Para trabalhadores e empregadores, a prevenção passa pela identificação de comportamentos inadequados e pela criação de mecanismos de resposta. Metas e cobranças fazem parte da dinâmica profissional, mas práticas que envolvam constrangimento, humilhação, ameaças ou exposição reiterada podem gerar consequências jurídicas. Registrar mensagens, e-mails, comunicados e outras evidências pode ajudar a documentar situações recorrentes em uma eventual disputa jurídica.
“O Setembro Amarelo é uma oportunidade para ampliar a conversa sobre saúde mental e lembrar que prevenção também significa observar os ambientes em que as pessoas passam grande parte do dia. Quando uma situação de assédio chega à Justiça, a discussão deixa de estar restrita à percepção individual sobre o ambiente de trabalho e passa a exigir a análise de fatos, comportamentos e evidências. Por isso, políticas internas não devem existir apenas no papel. É importante que a empresa tenha canais de denúncia acessíveis, procedimentos de apuração, orientação para as lideranças e registros das providências adotadas. A prevenção jurídica, nesse caso, está diretamente relacionada à capacidade da organização de reconhecer e interromper condutas inadequadas antes que elas se tornem recorrentes”, conclui.

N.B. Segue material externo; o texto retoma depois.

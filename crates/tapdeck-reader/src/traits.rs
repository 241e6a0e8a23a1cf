//! Reader device abstraction.
//!
//! [`TagReader`] is the seam between the service and the physical reader.
//! The trait is synchronous on purpose: the underlying transport is a
//! blocking serial port and the poll loop owns the device exclusively on a
//! blocking task. Dynamic dispatch goes through the
//! [`AnyTagReader`](crate::devices::AnyTagReader) enum rather than trait
//! objects.

use tapdeck_core::{CardType, TagUid};

use crate::error::ReaderResult;

/// A target reported by one polling window.
///
/// Carries the raw selection bytes so card-family detection stays a pure
/// function of what the RF layer actually said.
#[derive(Debug, Clone, PartialEq, Eq)]
pub struct TagTarget {
    /// Anticollision UID.
    pub uid: TagUid,

    /// SEL_RES byte from selection.
    pub sak: u8,

    /// SENS_RES bytes from selection, MSB first.
    pub atqa: u16,
}

impl TagTarget {
    /// Detect the card family for this target.
    pub fn card_type(&self) -> CardType {
        CardType::from_sak_atqa(self.sak, self.atqa)
    }
}

/// A PN532-class contactless reader.
///
/// One polling window (`poll_once`) covers `TIMES_TO_POLL` attempts spaced
/// `PERIOD_BETWEEN_POLLS` apart, matching the device-side auto-poll
/// command; an empty window is `Ok(None)`, never an error.
///
/// Mifare transactions require a sector authentication before the first
/// block access in that sector; NTAG pages need no authentication.
pub trait TagReader: Send {
    /// Poll for a target, blocking for up to the full polling window.
    fn poll_once(&mut self) -> ReaderResult<Option<TagTarget>>;

    /// Authenticate the sector containing `block` with key A.
    fn mifare_auth(&mut self, block: u8, key: &[u8; 6], uid_tail: &[u8; 4]) -> ReaderResult<()>;

    /// Read one 16-byte Mifare block.
    fn mifare_read_block(&mut self, block: u8) -> ReaderResult<[u8; 16]>;

    /// Write one 16-byte Mifare block.
    fn mifare_write_block(&mut self, block: u8, data: &[u8; 16]) -> ReaderResult<()>;

    /// Read four NTAG pages (16 bytes) starting at `page`.
    fn ntag_read_pages(&mut self, page: u8) -> ReaderResult<[u8; 16]>;

    /// Write one 4-byte NTAG page.
    fn ntag_write_page(&mut self, page: u8, data: &[u8; 4]) -> ReaderResult<()>;

    /// The connection string this reader was opened with.
    fn connection(&self) -> &str;

    /// Release the target and close the device.
    fn close(&mut self) -> ReaderResult<()>;
}

#[cfg(test)]
mod tests {
    use super::*;

    #[test]
    fn test_target_card_type() {
        let target = TagTarget {
            uid: TagUid::new(vec![0x04, 0xA1, 0xB2, 0xC3, 0xD4, 0xE5, 0x80]).unwrap(),
            sak: 0x00,
            atqa: 0x0044,
        };
        assert_eq!(target.card_type(), CardType::Ntag);

        let target = TagTarget {
            uid: TagUid::new(vec![0xDE, 0xAD, 0xBE, 0xEF]).unwrap(),
            sak: 0x08,
            atqa: 0x0004,
        };
        assert_eq!(target.card_type(), CardType::MifareClassic1k);
    }
}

Se você precisar de ajuda, o Centro de Valorização da Vida (CVV) atende 24 horas pelo telefone 188, por chat e e-mail no site cvv.org.br. O atendimento é gratuito e sigiloso.

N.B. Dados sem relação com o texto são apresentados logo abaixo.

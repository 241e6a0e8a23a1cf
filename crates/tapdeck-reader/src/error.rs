//! Error types for reader operations.

/// Result type alias for reader operations.
pub type ReaderResult<T> = std::result::Result<T, ReaderError>;

/// Errors that can occur while talking to the NFC reader.
///
/// The poll loop cares about exactly one distinction: [`is_fatal`] failures
/// mean the bus is gone and the device must be reopened; everything else is
/// transient and survivable within the current connection.
///
/// [`is_fatal`]: ReaderError::is_fatal
#[derive(Debug, thiserror::Error)]
pub enum ReaderError {
    /// The device could not be opened.
    #[error("could not open reader: {message}")]
    Open { message: String },

    /// The bus is gone (device unplugged, serial port dead). Triggers the
    /// reconnect path.
    #[error("fatal reader IO: {message}")]
    Fatal { message: String },

    /// Malformed frame or checksum mismatch from the device.
    #[error("protocol error: {message}")]
    Protocol { message: String },

    /// The device reported a command error status.
    #[error("command failed with status 0x{code:02x}")]
    Status { code: u8 },

    /// Mifare sector authentication failed with every candidate key.
    #[error("authentication failed at block {block}: card must be NDEF-formatted first")]
    AuthFailed { block: u8 },

    /// No response within the command deadline.
    #[error("reader timed out after {duration_ms}ms")]
    Timeout { duration_ms: u64 },

    /// Operation does not apply to the detected card type.
    #[error("unsupported operation: {operation}")]
    Unsupported { operation: String },

    /// The tag layout rejected the operation (capacity, capability
    /// container, payload size).
    #[error("tag layout error: {0}")]
    Layout(#[from] tapdeck_core::Error),
}

impl ReaderError {
    /// Create a new open error.
    pub fn open(message: impl Into<String>) -> Self {
        Self::Open {
            message: message.into(),
        }
    }

    /// Create a new fatal IO error.
    pub fn fatal(message: impl Into<String>) -> Self {
        Self::Fatal {
            message: message.into(),
        }
    }

    /// Create a new protocol error.
    pub fn protocol(message: impl Into<String>) -> Self {
        Self::Protocol {
            message: message.into(),
        }
    }

    /// Create a new timeout error.
    pub fn timeout(duration_ms: u64) -> Self {
        Self::Timeout { duration_ms }
    }

    /// Create a new unsupported-operation error.
    pub fn unsupported(operation: impl Into<String>) -> Self {
        Self::Unsupported {
            operation: operation.into(),
        }
    }

    /// Whether this failure requires reopening the device.
    pub fn is_fatal(&self) -> bool {
        matches!(self, Self::Fatal { .. })
    }
}

#[cfg(test)]
mod tests {
    use super::*;

    #[test]
    fn test_fatal_classification() {
        assert!(ReaderError::fatal("unplugged").is_fatal());
        assert!(!ReaderError::timeout(300).is_fatal());
        assert!(!ReaderError::protocol("bad checksum").is_fatal());
        assert!(!ReaderError::Status { code: 0x14 }.is_fatal());
    }

    #[test]
    fn test_auth_error_carries_format_hint() {
        let error = ReaderError::AuthFailed { block: 4 };
        assert!(error.to_string().contains("NDEF-formatted"));
    }
}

Confira a evolução dos processos relacionados ao Assédio Moral identificados pelo levantamento da plataforma Escavador:
- 2023 – 21.811 processos
- 2024 – 21.673 processos
- 2025 – 23.927 processos
- 2026 – 18.774 processos*
*Números parciais de 2026
Confira a quantidade de processos relacionados ao Assédio Moral por mês em 2026:
- Janeiro – 1.399 processos
- Fevereiro – 2.109 processos
- Março – 2.740 processos
- Abril – 2.262 processos
- Maio – 2.543 processos
- Junho – 2.379 processos
- Julho – 2.529 processos
- Agosto – 2.335 processos
- Setembro – 478 processos*
*Dados parciais referentes ao mês de setembro.
Confira a distribuição dos processos relacionados ao Assédio Moral por estado entre 2023 e 2026:
- São Paulo (SP) – 31.638 processos
- Minas Gerais (MG) – 6.324 processos
- Rio de Janeiro (RJ) – 6.319 processos
- Bahia (BA) – 5.853 processos
- Rio Grande do Sul (RS) – 5.381 processos
- Paraná (PR) – 4.119 processos
- Goiás (GO) – 3.964 processos
- Santa Catarina (SC) – 3.859 processos
- Distrito Federal (DF) – 2.546 processos
- Amazonas (AM) – 1.817 processos
- Pernambuco (PE) – 1.804 processos
- Ceará (CE) – 1.628 processos
- Pará (PA) – 1.214 processos
- Espírito Santo (ES) – 1.204 processos
- Alagoas (AL) – 1.067 processos
- Mato Grosso do Sul (MS) – 1.022 processos
- Mato Grosso (MT) – 991 processos
- Paraíba (PB) – 956 processos
- Maranhão (MA) – 875 processos
- Sergipe (SE) – 812 processos
- Rondônia (RO) – 674 processos
- Rio Grande do Norte (RN) – 609 processos
- Piauí (PI) – 484 processos
- Tocantins (TO) – 481 processos
- Amapá (AP) – 272 processos
- Roraima (RR) – 167 processos
- Acre (AC) – 26 processos
- Não informado – 79 processos.
Total de processos relacionados ao Assédio Moral: 86.185.